Perhaps only a fiction writer can fully understand how characters take on a life of their own, even if they start out in some sense based on a real person. My sleuth, Sebastian McCabe, is Orson Wellesian in many respects—but also very different from that worthy. And Mac’s friend and narrator Jeff Cody is not Dan Andriacco, no matter what my wife thinks.
It is undeniable that when young Dr. Conan Doyle picked up a pen to try his hand at writing a detective story, he drew inspiration from one of his medical school professors. As he wrote in Memories and Adventures, “I though of my old teacher Joe Bell, of his eagle face, of his curious ways, of his eerie trick of spotting details. If he were a detective he would surely reduce this fascinating but disorganized business to something nearer an exact science.”

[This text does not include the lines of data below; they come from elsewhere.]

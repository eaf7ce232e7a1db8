use anyhow::Result;
use figment::Figment;
use figment::providers::{Env, Format, Serialized, Yaml};
use request_gateway::GatewayConfig;
use serde::{Deserialize, Serialize};
use std::path::Path;

/// Prefix of environment overrides; `__` separates nested keys
/// (`REQUEST_GATEWAY__GATEWAY__TIMEOUT=10s`).
pub const ENV_PREFIX: &str = "REQUEST_GATEWAY__";

#[derive(Debug, Clone, Default, PartialEq, Eq, Serialize, Deserialize)]
#[serde(default, deny_unknown_fields)]
pub struct AppConfig {
    pub gateway: GatewayConfig,
    pub logging: LoggingConfig,
}

#[derive(Debug, Clone, PartialEq, Eq, Serialize, Deserialize)]
#[serde(default, deny_unknown_fields)]
pub struct LoggingConfig {
    /// `EnvFilter` directive used when `RUST_LOG` is unset
    pub level: String,
    pub format: LogFormat,
}

impl Default for LoggingConfig {
    fn default() -> Self {
        Self {
            level: "warn".to_owned(),
            format: LogFormat::Text,
        }
    }
}

#[derive(Debug, Clone, Copy, Default, PartialEq, Eq, Serialize, Deserialize)]
#[serde(rename_all = "lowercase")]
pub enum LogFormat {
    #[default]
    Text,
    Json,
}

/// Values given on the command line; they win over every other layer.
#[derive(Debug, Clone, Default)]
pub struct CliOverrides {
    pub base_url: Option<String>,
    /// Humantime duration, e.g. `10s` or `1m 30s`
    pub timeout: Option<String>,
}

impl AppConfig {
    /// Load the layered configuration:
    /// defaults -> YAML file (if given) -> env (`REQUEST_GATEWAY__*`) -> CLI overrides.
    ///
    /// # Errors
    /// Fails if the file does not exist or any layer holds an invalid value.
    pub fn load(path: Option<&Path>, overrides: &CliOverrides) -> Result<Self> {
        Self::load_with_env_prefix(path, overrides, ENV_PREFIX)
    }

    fn load_with_env_prefix(
        path: Option<&Path>,
        overrides: &CliOverrides,
        env_prefix: &str,
    ) -> Result<Self> {
        let mut figment = Figment::new().merge(Serialized::defaults(AppConfig::default()));

        if let Some(path) = path {
            if !path.is_file() {
                anyhow::bail!("config file does not exist: {}", path.display());
            }
            figment = figment.merge(Yaml::file(path));
        }

        figment = figment.merge(Env::prefixed(env_prefix).split("__"));

        if let Some(base_url) = &overrides.base_url {
            figment = figment.merge(Serialized::default("gateway.base_url", base_url));
        }
        if let Some(timeout) = &overrides.timeout {
            figment = figment.merge(Serialized::default("gateway.timeout", timeout));
        }

        Ok(figment.extract()?)
    }
}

The oversimplification that Joe Bell = Sherlock Holmes infuriated the late Adrian Conan Doyle, who led a life-long crusade to insist just as falsely that his father was “the real Sherlock Holmes.” He even claimed in an interview that Bell wrote a letter to Conan Doyle saying, “You are the real Sherlock Holmes, and well you know it.” But that letter has never surfaced.
Holmes is neither Bell nor Conan Doyle, although he certainly has parts of each.
As Rex Stout wrote in 1963 for the cover of a record album of Basil Rathbone reading Holmes stories: “Holmes, is a man, not a puppet. As a man he has many vulnerable spots, like us; he is vain, prejudiced, intolerant; he is a drug addict; he even plays the violin for diversion—one of the most deplorable outrages of self-indulgence.” But Stout went on, there is much more to him than that: “He loves truth and justice more than he loves money or comfort or safety or pleasure, or any man or woman. Such a man has never lived, so Sherlock Holmes will never die.”
In other words, the real Sherlock Holmes is . . . Sherlock Holmes.